Senin, 06 April 2015

Epistemologi David Hume

A. Riwayat Hidup
David Hume dilahirkan dari keluarga borjuis yang terpandang di Edinburgh, Skotlandia pada 7 Mei 1711. Ayahnya seorang tuan tanah yang kaya, meninggal selagi Hume masih kecil (Hardiman, 2004:85). Semula ia belajar hukum, namun kemudian ia menekuni filsafat secara otodidak. Pada tahun 1734, ia bekerja sebagai juru tulis pada seorang saudagar. Pada tahun 1734-1737, ia tinggal di Paris, publikasi bukunya gagal dan  hidup luntang-luntung tanpa pekerjaan dan kemudian pulang ke Inggris. Pada tahun 1744 ia ditolak seorang pofesor Universitas Edinburgh karena dianggap atheis dan terlalu liberal. Pada tahun 1763 ia diutus sebagai sekretaris Dubes Inggris di Paris. Ia tinggal di Flecthe, tempat di mana Descartes telah bersekolah. Di Paris ia bertemu dengan Jean-Jacques Rousseau. Pada tahun 1776 ia bekerja sebagi sekretaris di London dan mulai tahun 1769 ia tinggal di kampung halamannya hingga wafat pada tahun 1776.

B. Ajaran - Ajaran Pokok
Hume adalah seorang empirisme radikal. Empirisme radikal adalah mereka yang berpendirian bahwa semua pengetahuan dapat dilacak sampai kepada pengalaman inderawi, dan apa yang tidak dapat dilacak secara demikian itu dianggap bukan pengetahuan (Kattsoff, 2004:133). Filsafat Hume menggabungkan empirisme Locke dan Berkeley, yang berpendapat bahwa pengetahuan diperoleh hanya dari persepsi panca indera. Kaum empirisme memakai teori korespondensi tentang kebenaran; pernyataan-pernyataan adalah benar bila berkorespondensi (sepadan) dengan dunia/kenyataan.. Hume berpendapat bahwa pengetahuan terbaik hukum ilmiah kita, bukanlah apa-apa melankan persepsi penginderaan yang meyakinkan perasaan. Karenanya, meragukan sekali bahwa kita memiliki pengetahuan; kita hanya mempunyai persepsi panca indera dan perasaan (Lavine,2003:25).
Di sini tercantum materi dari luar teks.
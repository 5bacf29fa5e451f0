//! Geometry utilities: lidar-to-image projection, image rectangles.

pub mod projection;
pub mod roi;

pub use projection::LidarProjection;
pub use roi::Roi;
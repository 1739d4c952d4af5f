// src/cache/memory.rs
//! In-memory store with the same TTL and eviction policy as [`super::DiskCache`].
//! Used in tests and when the disk cache directory is unavailable.

use std::collections::HashMap;
use std::io;
use std::sync::{Arc, Mutex, MutexGuard};

use super::index::{CacheIndex, IndexEntry};
use super::{CacheEntry, CacheKey, CachePolicy, CacheStore, CleanupReport, Clock, SystemClock};

#[derive(Default)]
struct Inner {
    index: CacheIndex,
    data: HashMap<CacheKey, CacheEntry>,
}

pub struct MemoryCache {
    policy: CachePolicy,
    clock: Arc<dyn Clock>,
    inner: Mutex<Inner>,
}

impl MemoryCache {
    pub fn new(policy: CachePolicy) -> Self {
        Self::with_clock(policy, Arc::new(SystemClock))
    }

    pub fn with_clock(policy: CachePolicy, clock: Arc<dyn Clock>) -> Self {
        Self {
            policy,
            clock,
            inner: Mutex::new(Inner::default()),
        }
    }

    fn inner(&self) -> MutexGuard<'_, Inner> {
        match self.inner.lock() {
            Ok(g) => g,
            Err(poison) => poison.into_inner(),
        }
    }
}

impl CacheStore for MemoryCache {
    fn get(&self, key: &CacheKey) -> Option<CacheEntry> {
        let now = self.clock.now_ms();
        let mut g = self.inner();
        let meta = g.index.get(key)?;
        if self.policy.is_expired(meta.stored_at_ms, now) {
            g.index.remove(key);
            g.data.remove(key);
            return None;
        }
        g.data.get(key).cloned()
    }

    fn put(&self, key: &CacheKey, content_type: &str, payload: &[u8]) -> io::Result<()> {
        let stored_at_ms = self.clock.now_ms();
        let entry = CacheEntry {
            key: key.clone(),
            payload: payload.to_vec(),
            content_type: content_type.to_string(),
            stored_at_ms,
            size: payload.len() as u64,
        };
        let mut g = self.inner();
        g.index.insert(
            key.clone(),
            IndexEntry {
                stored_at_ms,
                size: entry.size,
            },
        );
        g.data.insert(key.clone(), entry);
        let victims = g.index.take_over_budget(self.policy.max_bytes, Some(key));
        for v in &victims {
            g.data.remove(v);
        }
        Ok(())
    }

    fn purge(&self) -> io::Result<usize> {
        let mut g = self.inner();
        g.data.clear();
        Ok(g.index.clear())
    }

    fn cleanup(&self) -> io::Result<CleanupReport> {
        let now = self.clock.now_ms();
        let mut g = self.inner();
        let expired = g.index.take_expired(&self.policy, now);
        let evicted = g.index.take_over_budget(self.policy.max_bytes, None);
        for k in expired.iter().chain(evicted.iter()) {
            g.data.remove(k);
        }
        Ok(CleanupReport {
            expired: expired.len(),
            evicted: evicted.len(),
            remaining_entries: g.index.len(),
            remaining_bytes: g.index.total(),
        })
    }

    fn total_bytes(&self) -> u64 {
        self.inner().index.total()
    }

    fn len(&self) -> usize {
        self.inner().index.len()
    }
}
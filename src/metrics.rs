// src/metrics.rs
//! Metric names used across the crate. Recording goes through the `metrics`
//! facade; without an installed recorder every call is a no-op, so embedding
//! applications decide where (and whether) the numbers go.

use metrics::{describe_counter, describe_gauge, describe_histogram};
use once_cell::sync::OnceCell;

pub fn ensure_metrics_described() {
    static ONCE: OnceCell<()> = OnceCell::new();
    ONCE.get_or_init(|| {
        describe_counter!("fetch_tasks_total", "Acquisition tasks executed.");
        describe_counter!("fetch_cache_hits_total", "Tasks served from the cache.");
        describe_counter!(
            "fetch_provider_attempts_total",
            "Provider calls issued, including retries."
        );
        describe_counter!(
            "fetch_task_failures_total",
            "Tasks that ended in a classified failure."
        );
        describe_counter!("fetch_cancelled_total", "Fetch rounds cut short by cancellation.");
        describe_counter!("cache_evictions_total", "Cache entries removed by TTL or size budget.");
        describe_counter!(
            "sanitize_lines_dropped_total",
            "Lines removed by the directive filter."
        );
        describe_histogram!("fetch_task_ms", "Per-task execution time in milliseconds.");
        describe_counter!("research_runs_total", "Pipeline runs by final status.");
        describe_gauge!("research_last_run_ts", "Unix ts when a pipeline run last finished.");
    });
}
Menurut Hume, kita tidaklah memiliki pegetahuan, melainkan sekedar keyakinan bahwa yang kita rasakan itu benar. Hume membantah ada dua jenis pengetahuan. Pemikiran bahwa ada jenis pengetahuan tingkat atas yang bisa dicapai filsuf dengan akalnya, pengetahuan akan alam realitasnya, pengetahuan metafisika. Gagasan ini ia katakan benar-benar keliru, hanyalah ilusi (Levine, 2003:31). Maka di sini, jelaslah bahwa Hume tidak pernah meyakini doktrin dasar, bahwa ada dua jenis pengetahuan, pengetahuan biasa dengan persepsi panca indera dan pengetahuan metafisika tingkat tinggi dengan pemikiran atau akal  seperti filsuf-filsuf yang mendahuluinya.

Dalam soal teori pengenalan Hume mengajarkan bahwa manusia tidak membawa pengetahuan bawaan ke dalam hidupnya. Tujuan filsafat adalah menjelaskan mengapa kita percaya kepada apa yang kita kerjakan. Banyak tindakan manusia bertumpu kepada “kepercayaan” tanpa didukung oleh suatu kepastian tentang sebab yang mendasarinya. Bagi Hume, semua kepercayaan manusia adalah hasil dari penerapan berulang atas kejadian dengan asosiasi-asosiasi sederhana. Analisis Hume tentang “kepercayaan” manusia diawali dengan muatan mental atau budi kita.

Dengan kata lain, sumber pengetahuan adalah pengamatan. Pengamatan memberikan dua hal yaitu:
a)      Kesan-kesan yakni pengamatan langsung yang diterima dari pengalaman, baik pengalaman lahiriah maupun pengalaman batiniah, yang menampakkan diri dengan jelas, hidup dan kuat. Misal: melihat meja yang didapatkan adalah kesan langsung dari ciri-ciri meja itu, merasakan tangannya terbakar yang didapatkan adalah kesan-kesan langsung dari ciri rasa tangan terbakar itu.
b)      pengertian-pengertian atau idea-idea yakni  gambaran tentang pengamatan yang redup, samar-samar, yang dihasilkan dengan merenungkan kembali atau merefleksikan dalam kesadaran kesan-kesan yang telah diterima dari pengalaman. Idea kurang jelas, kurang hidup dibandingkan dengan kesan-kesan. Misal: rasa sakit pada tangan yang terbakar jauh lebih kuat dibandingkan dengan  kemudian jikalau rasa sakit itu direnungkan atau diingat kembali. Idea atau pengertian adalah copy dari kesan-kesan. Jadi isi kesan dan idea adalah sama. Perbedaan terletak dalam caranya ditimbulkan dalam kesadaran, yang satu secara langsung, yang lain merenungkan kembali.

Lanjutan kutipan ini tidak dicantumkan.